It’s early. Before six am. I sit on a small plane holding the hand of my sweet husband, exchanging grins, eagerly anticipating a little getaway as I tag along on his business trip. We have dreamed of this time in our lives for a couple of decades, and here we are. Gaining 37 more coveted degrees of warmth holds no small amount of appeal.
They spray our wings and windows with a slimy substance meant to de-ice our bird’s wings. It makes me hold my lip tightly between my teeth at the thought of that necessary job. Can this slime effectively combat negative 8 degrees worth of ice? Sweet husband reassures me.
Defying natural laws, we are. We challenge them and pray we win. I think of my children back at home, holding down the
igloo house. I wonder if they’d be okay without me and their dad should gravity win. It’s the order of things, I suppose to prepare my mind for the worst. Or perhaps just an old and bad habit. Enter a dose of faith.
Below me little people lead big lives–for now, they are just minuscule folks slumbering in their tiny beds below me. My flight above them goes utterly unnoticed–irrelevant. Soon, they will awaken and become little hurried, snake-like lines of lights. Each journey mattering only to them and those whose paths with which they intersect.
A few tips and leans left and right and a short succession of minutes and we have transversed the mitten state. A few harried hours later we find a magical land of dry roads and happily, decadently, remove our coats.

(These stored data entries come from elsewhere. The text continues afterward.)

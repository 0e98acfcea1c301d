//! Authentication route handlers for admin.
//!
//! Email and password are checked by the hosted auth service. Signing in
//! does not require the admin role; the dashboard routes check it.

use askama::Template;
use axum::{
    Form,
    extract::State,
    http::StatusCode,
    response::{IntoResponse, Redirect, Response},
};
use fashion_store_core::Email;
use fashion_store_data::DataError;
use secrecy::SecretString;
use serde::Deserialize;
use tower_sessions::Session;
use tracing::instrument;

use super::render;
use crate::error::{Result, clear_sentry_user, set_sentry_user};
use crate::filters;
use crate::middleware::OptionalAuth;
use crate::models::{
    Flash,
    session::{self, SessionError, set_flash, take_flash},
};
use crate::state::AppState;

#[derive(Deserialize)]
pub struct LoginForm {
    pub email: String,
    pub password: String,
}

/// Login page template.
#[derive(Template)]
#[template(path = "auth/login.html")]
pub struct LoginTemplate {
    pub email: String,
    pub error: Option<String>,
    pub flash: Option<Flash>,
}

/// GET /auth/login
pub async fn login_page(OptionalAuth(user): OptionalAuth, session: Session) -> Response {
    if user.is_some_and(|u| u.is_admin()) {
        return Redirect::to("/").into_response();
    }

    render(&LoginTemplate {
        email: String::new(),
        error: None,
        flash: take_flash(&session).await,
    })
    .into_response()
}

/// POST /auth/login
#[instrument(skip(state, session, form), fields(email = %form.email))]
pub async fn login(
    State(state): State<AppState>,
    session: Session,
    Form(form): Form<LoginForm>,
) -> Result<Response> {
    let rejected = |status: StatusCode, message: &str| {
        (
            status,
            render(&LoginTemplate {
                email: form.email.clone(),
                error: Some(message.to_string()),
                flash: None,
            }),
        )
            .into_response()
    };

    let Ok(email) = Email::parse(&form.email) else {
        return Ok(rejected(StatusCode::BAD_REQUEST, "Adresse email invalide"));
    };

    let password = SecretString::from(form.password.clone());
    match session::sign_in(&session, state.data(), &email, &password).await {
        Ok(user) => {
            set_sentry_user(&user.identity.user_id, Some(user.identity.email.as_str()));
            tracing::info!(admin = user.is_admin(), "Signed in");
            Ok(Redirect::to("/").into_response())
        }
        Err(SessionError::Data(DataError::InvalidCredentials)) => Ok(rejected(
            StatusCode::UNAUTHORIZED,
            "Email ou mot de passe incorrect",
        )),
        Err(SessionError::Data(e)) => {
            tracing::error!(error = %e, "Sign-in failed");
            Ok(rejected(
                StatusCode::BAD_GATEWAY,
                "Service d'authentification indisponible, réessayez plus tard",
            ))
        }
        Err(SessionError::Store(e)) => Err(e.into()),
    }
}

/// POST /auth/logout
///
/// A failed revocation keeps the user signed in and says so.
#[instrument(skip(state, user, session))]
pub async fn logout(
    State(state): State<AppState>,
    OptionalAuth(user): OptionalAuth,
    session: Session,
) -> Result<Redirect> {
    let Some(user) = user else {
        return Ok(Redirect::to("/auth/login"));
    };

    match session::sign_out(&session, state.data(), &user).await {
        Ok(()) => {
            clear_sentry_user();
            set_flash(&session, Flash::success("Vous êtes déconnecté")).await?;
            Ok(Redirect::to("/auth/login"))
        }
        Err(e) => {
            tracing::warn!(error = %e, "Sign-out failed, session kept");
            set_flash(&session, Flash::error("La déconnexion a échoué, réessayez")).await?;
            Ok(Redirect::to(if user.is_admin() { "/" } else { "/auth/login" }))
        }
    }
}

Turns out travel time and traffic jams tried to eat our little bit of free time. So as the sun thawed our bones we had no choice but to extend our trip by a day. We added a day and some laughter and a wee bit o’ sunshine. Ahhh….

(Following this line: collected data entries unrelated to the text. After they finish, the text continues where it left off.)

//! Unified error handling for admin.

use axum::{
    http::StatusCode,
    response::{IntoResponse, Response},
};
use fashion_store_data::DataError;
use thiserror::Error;

/// Application-level error type for the admin dashboard.
#[derive(Debug, Error)]
pub enum AppError {
    /// Data service call failed.
    #[error("Data service error: {0}")]
    Data(#[from] DataError),

    /// Session store failed.
    #[error("Session error: {0}")]
    Session(#[from] tower_sessions::session::Error),

    /// Resource not found.
    #[error("Not found: {0}")]
    NotFound(String),

    /// User is not authenticated.
    #[error("Unauthorized: {0}")]
    Unauthorized(String),

    /// User lacks permission.
    #[error("Forbidden: {0}")]
    Forbidden(String),

    /// Bad request from client.
    #[error("Bad request: {0}")]
    BadRequest(String),

    /// Internal server error.
    #[error("Internal error: {0}")]
    Internal(String),
}

impl AppError {
    const fn status(&self) -> StatusCode {
        match self {
            Self::Data(DataError::NotFound(_)) | Self::NotFound(_) => StatusCode::NOT_FOUND,
            Self::Data(DataError::Unauthorized | DataError::InvalidCredentials)
            | Self::Unauthorized(_) => StatusCode::UNAUTHORIZED,
            Self::Data(DataError::RateLimited(_)) => StatusCode::TOO_MANY_REQUESTS,
            Self::Data(err) if err.is_upstream() => StatusCode::BAD_GATEWAY,
            Self::Data(_) | Self::Session(_) | Self::Internal(_) => {
                StatusCode::INTERNAL_SERVER_ERROR
            }
            Self::Forbidden(_) => StatusCode::FORBIDDEN,
            Self::BadRequest(_) => StatusCode::BAD_REQUEST,
        }
    }
}

impl IntoResponse for AppError {
    fn into_response(self) -> Response {
        let status = self.status();

        if status.is_server_error() {
            let event_id = sentry::capture_error(&self);
            tracing::error!(
                error = %self,
                sentry_event_id = %event_id,
                "Admin request error"
            );
        }

        // Don't expose internal error details to clients
        let message = match &self {
            Self::Data(_) if status == StatusCode::BAD_GATEWAY => {
                "Service de données indisponible".to_string()
            }
            Self::Data(_) | Self::Session(_) | Self::Internal(_) => {
                "Erreur interne du serveur".to_string()
            }
            _ => self.to_string(),
        };

        (status, message).into_response()
    }
}

/// Result type alias for `AppError`.
pub type Result<T> = std::result::Result<T, AppError>;

/// Set the Sentry user context from the signed-in admin.
pub fn set_sentry_user(user_id: &impl ToString, email: Option<&str>) {
    sentry::configure_scope(|scope| {
        scope.set_user(Some(sentry::User {
            id: Some(user_id.to_string()),
            email: email.map(String::from),
            ..Default::default()
        }));
    });
}

/// Clear the Sentry user context.
pub fn clear_sentry_user() {
    sentry::configure_scope(|scope| {
        scope.set_user(None);
    });
}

When we left Michigan after a record cold January, we felt like escapees–like we had outsmarted Old Man Winter by wrenching free from his icy grip. Upon returning, all of the members of our plane collectively exclaimed (not a happy noise) when the mass of winter white that awaited us came into view.

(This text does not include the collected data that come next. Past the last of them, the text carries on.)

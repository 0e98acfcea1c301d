//! Request ID middleware.
//!
//! Every response carries an `x-request-id`. An ID supplied by an upstream
//! proxy is kept when it looks sane; otherwise a UUID v4 is minted. The ID
//! is recorded on the current span and tagged on the Sentry scope.

use axum::{extract::Request, http::HeaderValue, middleware::Next, response::Response};
use tracing::Span;
use uuid::Uuid;

/// The HTTP header name for request IDs.
pub const REQUEST_ID_HEADER: &str = "x-request-id";

/// Longest upstream ID accepted as-is.
const MAX_UPSTREAM_ID_LEN: usize = 128;

/// Upstream request ID, if present and made of visible ASCII only.
fn upstream_id(request: &Request) -> Option<String> {
    let value = request.headers().get(REQUEST_ID_HEADER)?.to_str().ok()?;
    let valid = !value.is_empty()
        && value.len() <= MAX_UPSTREAM_ID_LEN
        && value.bytes().all(|b| b.is_ascii_graphic());
    valid.then(|| value.to_string())
}

/// Attach a request ID to the span, the Sentry scope and the response.
pub async fn request_id_middleware(request: Request, next: Next) -> Response {
    let request_id = upstream_id(&request).unwrap_or_else(|| Uuid::new_v4().to_string());

    Span::current().record("request_id", &request_id);
    sentry::configure_scope(|scope| {
        scope.set_tag("request_id", &request_id);
    });

    let mut response = next.run(request).await;

    if let Ok(value) = HeaderValue::from_str(&request_id) {
        response.headers_mut().insert(REQUEST_ID_HEADER, value);
    }

    response
}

Dread settled somewhere in my gut. My fingernails hadn’t even had time to grow long enough to meet the requirements for the nail-biting, wheel-gripping car rides into this arctic loveliness. My skin had barely lost its reptilian patches from the frigid, dry air. I barely had a tinge of pink, if I looked really hard, to prove that the moments of sunshine were not just some lovely daydream.
“This is home,” my sweet husband said.
I try, I really do, to remember that we will, indeed, unbury ourselves in just a matter of weeks. “Soon,” I promise myself. Soon the sun will find its way back and shine again and actually add warmth to its touch, and we will puff ourselves up with state pride for having survived one for the books.
For now, my favorite people await my arrival back at HOME. It’s not about the structure. I felt no joy at seeing the walls that define my home. But it sure will be sweet to greet those faces that hold me dear and remember the warmth of being surrounded by love.
Once again, I remind myself that it’s about perspective and attitude.
Though the sun shone brightly deep in the heart of the state I just enjoyed, here, a different kind of heart–more mitten-like in shape–calls my name.